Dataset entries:
Segment Open

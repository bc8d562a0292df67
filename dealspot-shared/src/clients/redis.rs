use redis::aio::ConnectionManager;
use redis::AsyncCommands;

#[derive(Clone)]
pub struct RedisClient {
    conn: ConnectionManager,
}

impl RedisClient {
    pub async fn connect(url: &str) -> Result<Self, redis::RedisError> {
        let client = redis::Client::open(url)?;
        let conn = client.get_connection_manager().await?;
        tracing::info!(url = %url, "connected to Redis");
        Ok(Self { conn })
    }

    pub async fn get(&self, key: &str) -> Result<Option<String>, redis::RedisError> {
        let mut conn = self.conn.clone();
        conn.get(key).await
    }

    pub async fn set(&self, key: &str, value: &str, ttl_secs: u64) -> Result<(), redis::RedisError> {
        let mut conn = self.conn.clone();
        conn.set_ex(key, value, ttl_secs).await
    }

    pub async fn del(&self, key: &str) -> Result<(), redis::RedisError> {
        let mut conn = self.conn.clone();
        conn.del(key).await
    }

    pub async fn exists(&self, key: &str) -> Result<bool, redis::RedisError> {
        let mut conn = self.conn.clone();
        conn.exists(key).await
    }

    pub async fn exists_multi(&self, keys: &[String]) -> Result<Vec<bool>, redis::RedisError> {
        if keys.is_empty() {
            return Ok(vec![]);
        }
        let mut conn = self.conn.clone();
        let mut pipe = redis::pipe();
        for key in keys {
            pipe.exists(key.as_str());
        }
        pipe.query_async(&mut conn).await
    }

    pub async fn zadd(&self, key: &str, member: &str, score: f64) -> Result<(), redis::RedisError> {
        let mut conn = self.conn.clone();
        conn.zadd(key, member, score).await
    }

    pub async fn zrem(&self, key: &str, member: &str) -> Result<(), redis::RedisError> {
        let mut conn = self.conn.clone();
        conn.zrem(key, member).await
    }

    pub async fn zrangebyscore(
        &self,
        key: &str,
        min: f64,
        max: f64,
    ) -> Result<Vec<String>, redis::RedisError> {
        let mut conn = self.conn.clone();
        conn.zrangebyscore(key, min, max).await
    }

    pub async fn zrembyscore(&self, key: &str, min: f64, max: f64) -> Result<(), redis::RedisError> {
        let mut conn = self.conn.clone();
        conn.zrembyscore(key, min, max).await
    }

    pub async fn rate_limit_check(
        &self,
        key: &str,
        limit: u64,
        window_secs: u64,
    ) -> Result<bool, redis::RedisError> {
        let mut conn = self.conn.clone();
        let count: u64 = conn.incr(key, 1u64).await?;
        if count == 1 {
            conn.expire::<_, ()>(key, window_secs as i64).await?;
        }
        Ok(count <= limit)
    }

    pub fn connection(&self) -> ConnectionManager {
        self.conn.clone()
    }
}
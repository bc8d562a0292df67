use axum::extract::{Path, State};
use axum::Json;
use chrono::{Duration, Utc};
use diesel::prelude::*;
use serde::{Deserialize, Serialize};
use std::sync::Arc;
use uuid::Uuid;

use dealspot_shared::errors::{AppError, AppResult, ErrorCode};
use dealspot_shared::types::api::ApiResponse;
use dealspot_shared::types::auth::AuthUser;

use crate::events::publisher;
use crate::models::{
    private_pair_key, Channel, ChatRequest, ChatRequestStatus, NewChatRequest,
};
use crate::routes::{channels, moderation, preferences};
use crate::schema::{channels as channels_table, chat_requests};
use crate::services::enrichment::{self, SenderInfo};
use crate::AppState;

/// Pending requests expire after this long; expiry is applied lazily on
/// read, no background sweep required.
pub const REQUEST_TTL_DAYS: i64 = 7;

// --- Request / Response DTOs ---

#[derive(Debug, Deserialize)]
pub struct SendChatRequestRequest {
    pub recipient_id: Uuid,
    pub message: Option<String>,
}

#[derive(Debug, Deserialize)]
#[serde(rename_all = "lowercase")]
pub enum ChatRequestAction {
    Accept,
    Reject,
    Ignore,
}

#[derive(Debug, Deserialize)]
pub struct RespondChatRequestRequest {
    pub action: ChatRequestAction,
}

#[derive(Debug, Serialize)]
pub struct ChatRequestView {
    #[serde(flatten)]
    pub request: ChatRequest,
    pub requester: SenderInfo,
}

#[derive(Debug, Serialize)]
pub struct ChatRequestListResponse {
    pub incoming: Vec<ChatRequestView>,
    pub outgoing: Vec<ChatRequest>,
}

#[derive(Debug, Serialize)]
pub struct ChatRequestRespondResponse {
    pub request: ChatRequest,
    pub channel: Option<Channel>,
}

// --- Helpers ---

/// Mark overdue pending requests involving `user_id` as expired. Lazy
/// counterpart of a periodic sweep; both are allowed to run.
fn expire_overdue_requests(
    conn: &mut diesel::pg::PgConnection,
    user_id: Uuid,
) -> AppResult<()> {
    diesel::update(
        chat_requests::table
            .filter(
                chat_requests::requester_id
                    .eq(user_id)
                    .or(chat_requests::recipient_id.eq(user_id)),
            )
            .filter(chat_requests::status.eq(ChatRequestStatus::Pending.as_str()))
            .filter(chat_requests::expires_at.lt(Utc::now())),
    )
    .set(chat_requests::status.eq(ChatRequestStatus::Expired.as_str()))
    .execute(conn)
    .map_err(AppError::Database)?;

    Ok(())
}

// --- Handlers ---

/// POST /chat-requests - ask a user for a private conversation
pub async fn send_chat_request(
    auth_user: AuthUser,
    State(state): State<Arc<AppState>>,
    Json(req): Json<SendChatRequestRequest>,
) -> AppResult<Json<ApiResponse<ChatRequest>>> {
    let recipient_id = req.recipient_id;
    if recipient_id == auth_user.id {
        return Err(AppError::new(
            ErrorCode::CannotMessageSelf,
            "you cannot send a chat request to yourself",
        ));
    }

    let mut conn = state.db.get().map_err(|e| AppError::Internal(e.into()))?;

    if moderation::has_global_ban(&mut conn, auth_user.id)? {
        return Err(AppError::new(
            ErrorCode::SenderBanned,
            moderation::BANNED_SENDER_MESSAGE,
        ));
    }

    if preferences::is_blocked_between(&mut conn, auth_user.id, recipient_id)? {
        return Err(AppError::new(
            ErrorCode::UserBlocked,
            "you cannot message this user",
        ));
    }

    let recipient_prefs = preferences::load_or_default(&mut conn, recipient_id)?;
    if !recipient_prefs.allow_private_messages {
        return Err(AppError::new(
            ErrorCode::PrivateMessagesDisabled,
            "this user does not accept private messages",
        ));
    }

    // An existing channel makes the handshake pointless
    let pair = private_pair_key(auth_user.id, recipient_id);
    let channel_exists: i64 = channels_table::table
        .filter(channels_table::private_key.eq(&pair))
        .count()
        .get_result(&mut conn)
        .map_err(AppError::Database)?;
    if channel_exists > 0 {
        return Err(AppError::conflict("a conversation with this user already exists"));
    }

    // Requests whose TTL lapsed no longer block a fresh one
    expire_overdue_requests(&mut conn, auth_user.id)?;

    let new_request = NewChatRequest {
        requester_id: auth_user.id,
        recipient_id,
        message: req.message,
        status: ChatRequestStatus::Pending.as_str().to_string(),
        expires_at: Utc::now() + Duration::days(REQUEST_TTL_DAYS),
    };

    // The partial unique index on pending (requester, recipient) turns a
    // concurrent duplicate into a conflict instead of a second request
    let request: ChatRequest = diesel::insert_into(chat_requests::table)
        .values(&new_request)
        .get_result(&mut conn)
        .map_err(|e| {
            if AppError::is_unique_violation(&e) {
                AppError::new(
                    ErrorCode::ChatRequestPending,
                    "you already have a pending request to this user",
                )
            } else {
                AppError::Database(e)
            }
        })?;

    publisher::publish_chat_request_created(&state.rabbitmq, &request).await;

    let room = format!("user:{recipient_id}");
    let _ = state.io.to(room).emit(
        "chat-request",
        &serde_json::json!({
            "request_id": request.id,
            "requester_id": auth_user.id,
            "message": request.message,
        }),
    );

    Ok(Json(ApiResponse::ok(request)))
}

/// GET /chat-requests - the caller's pending requests, both directions
pub async fn list_chat_requests(
    auth_user: AuthUser,
    State(state): State<Arc<AppState>>,
) -> AppResult<Json<ApiResponse<ChatRequestListResponse>>> {
    let mut conn = state.db.get().map_err(|e| AppError::Internal(e.into()))?;

    expire_overdue_requests(&mut conn, auth_user.id)?;

    let incoming_rows: Vec<ChatRequest> = chat_requests::table
        .filter(chat_requests::recipient_id.eq(auth_user.id))
        .filter(chat_requests::status.eq(ChatRequestStatus::Pending.as_str()))
        .order(chat_requests::created_at.desc())
        .load::<ChatRequest>(&mut conn)
        .map_err(AppError::Database)?;

    let outgoing: Vec<ChatRequest> = chat_requests::table
        .filter(chat_requests::requester_id.eq(auth_user.id))
        .filter(chat_requests::status.eq(ChatRequestStatus::Pending.as_str()))
        .order(chat_requests::created_at.desc())
        .load::<ChatRequest>(&mut conn)
        .map_err(AppError::Database)?;

    let requester_ids: Vec<Uuid> = incoming_rows.iter().map(|r| r.requester_id).collect();
    let profiles = enrichment::fetch_sender_profiles(&state, &requester_ids).await;

    let incoming = incoming_rows
        .into_iter()
        .map(|request| {
            let requester = profiles
                .get(&request.requester_id)
                .cloned()
                .unwrap_or_else(|| SenderInfo::sentinel(request.requester_id));
            ChatRequestView { request, requester }
        })
        .collect();

    Ok(Json(ApiResponse::ok(ChatRequestListResponse { incoming, outgoing })))
}

/// PUT /chat-requests/:id - recipient response. Accepting creates the
/// private channel through the same race-free path as direct opening.
pub async fn respond_to_chat_request(
    auth_user: AuthUser,
    State(state): State<Arc<AppState>>,
    Path(request_id): Path<Uuid>,
    Json(req): Json<RespondChatRequestRequest>,
) -> AppResult<Json<ApiResponse<ChatRequestRespondResponse>>> {
    let mut conn = state.db.get().map_err(|e| AppError::Internal(e.into()))?;

    let request: ChatRequest = chat_requests::table
        .find(request_id)
        .first::<ChatRequest>(&mut conn)
        .optional()
        .map_err(AppError::Database)?
        .ok_or_else(|| AppError::new(ErrorCode::ChatRequestNotFound, "chat request not found"))?;

    if request.recipient_id != auth_user.id {
        return Err(AppError::new(
            ErrorCode::Forbidden,
            "only the recipient can respond to a chat request",
        ));
    }

    if !request.is_pending() {
        return Err(AppError::new(
            ErrorCode::ChatRequestClosed,
            "this request has already been resolved",
        ));
    }

    let now = Utc::now();
    if request.effective_status(now) == ChatRequestStatus::Expired {
        diesel::update(chat_requests::table.find(request_id))
            .set(chat_requests::status.eq(ChatRequestStatus::Expired.as_str()))
            .execute(&mut conn)
            .map_err(AppError::Database)?;
        return Err(AppError::new(
            ErrorCode::ChatRequestClosed,
            "this request has expired",
        ));
    }

    let (new_status, channel) = match req.action {
        ChatRequestAction::Accept => {
            // The requester's ban state is re-checked at acceptance time; a
            // ban issued after the request was sent blocks the channel
            if moderation::has_global_ban(&mut conn, request.requester_id)? {
                return Err(AppError::new(
                    ErrorCode::SenderBanned,
                    "this user cannot start conversations right now",
                ));
            }

            let (channel, _created) = channels::get_or_create_private_channel(
                &mut conn,
                request.requester_id,
                request.recipient_id,
            )?;
            (ChatRequestStatus::Accepted, Some(channel))
        }
        ChatRequestAction::Reject => (ChatRequestStatus::Rejected, None),
        ChatRequestAction::Ignore => (ChatRequestStatus::Ignored, None),
    };

    let updated: ChatRequest = diesel::update(chat_requests::table.find(request_id))
        .set((
            chat_requests::status.eq(new_status.as_str()),
            chat_requests::responded_at.eq(now),
        ))
        .get_result(&mut conn)
        .map_err(AppError::Database)?;

    publisher::publish_chat_request_responded(
        &state.rabbitmq,
        &updated,
        channel.as_ref().map(|c| c.id),
    )
    .await;

    if new_status == ChatRequestStatus::Accepted {
        let room = format!("user:{}", updated.requester_id);
        let _ = state.io.to(room).emit(
            "chat-request-accepted",
            &serde_json::json!({
                "request_id": updated.id,
                "channel_id": channel.as_ref().map(|c| c.id),
            }),
        );
    }

    tracing::info!(
        request_id = %request_id,
        status = %new_status.as_str(),
        "chat request resolved"
    );

    Ok(Json(ApiResponse::ok(ChatRequestRespondResponse {
        request: updated,
        channel,
    })))
}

Segment Closed

## WHAT TO PRODUCE
The word "filter" appears in some lines of the data. Copy every one of those lines.

## EXERCISE SOLUTION
            .filter(
            .filter(chat_requests::status.eq(ChatRequestStatus::Pending.as_str()))
            .filter(chat_requests::expires_at.lt(Utc::now())),
        .filter(channels_table::private_key.eq(&pair))
        .filter(chat_requests::recipient_id.eq(auth_user.id))
        .filter(chat_requests::status.eq(ChatRequestStatus::Pending.as_str()))
        .filter(chat_requests::requester_id.eq(auth_user.id))
        .filter(chat_requests::status.eq(ChatRequestStatus::Pending.as_str()))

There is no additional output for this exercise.